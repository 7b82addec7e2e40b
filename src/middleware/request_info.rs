use std::future::{Ready, ready};

use actix_web::{FromRequest, HttpRequest, dev::Payload};
use serde::Serialize;

use crate::error::AppError;
use crate::middleware::request_id::RequestIdExt;

/// Request details handlers attach to failure logs.
#[derive(Clone, Debug)]
pub struct RequestInfo {
    pub method: String,
    pub path: String,
    pub ip_address: String,
    pub correlation_id: String,
}

impl RequestInfo {
    pub fn from_http_request(req: &HttpRequest) -> Self {
        RequestInfo {
            method: req.method().to_string(),
            path: req.path().to_string(),
            ip_address: req
                .connection_info()
                .realip_remote_addr()
                .unwrap_or("unknown")
                .to_string(),
            correlation_id: req.correlation_id().unwrap_or_else(|| "-".to_string()),
        }
    }

    /// Logs an internal failure together with the request that caused it and
    /// hands the error back for propagation.
    pub fn log_failure<B: Serialize>(&self, body: &B, error: AppError) -> AppError {
        if error.is_internal() {
            let body = serde_json::to_string(body).unwrap_or_else(|_| "<unserializable>".into());
            log::error!(
                "{} {} from {} failed [correlation_id={}]: {} body={}",
                self.method,
                self.path,
                self.ip_address,
                self.correlation_id,
                error,
                body
            );
        }
        error
    }
}

impl FromRequest for RequestInfo {
    type Error = actix_web::Error;
    type Future = Ready<Result<Self, Self::Error>>;

    fn from_request(req: &HttpRequest, _payload: &mut Payload) -> Self::Future {
        ready(Ok(RequestInfo::from_http_request(req)))
    }
}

■ **THE TASK**
Where a line in the listing above includes the string "Payload", copy that line.

■ **RESPONSE AREA**
use actix_web::{FromRequest, HttpRequest, dev::Payload};
    fn from_request(req: &HttpRequest, _payload: &mut Payload) -> Self::Future {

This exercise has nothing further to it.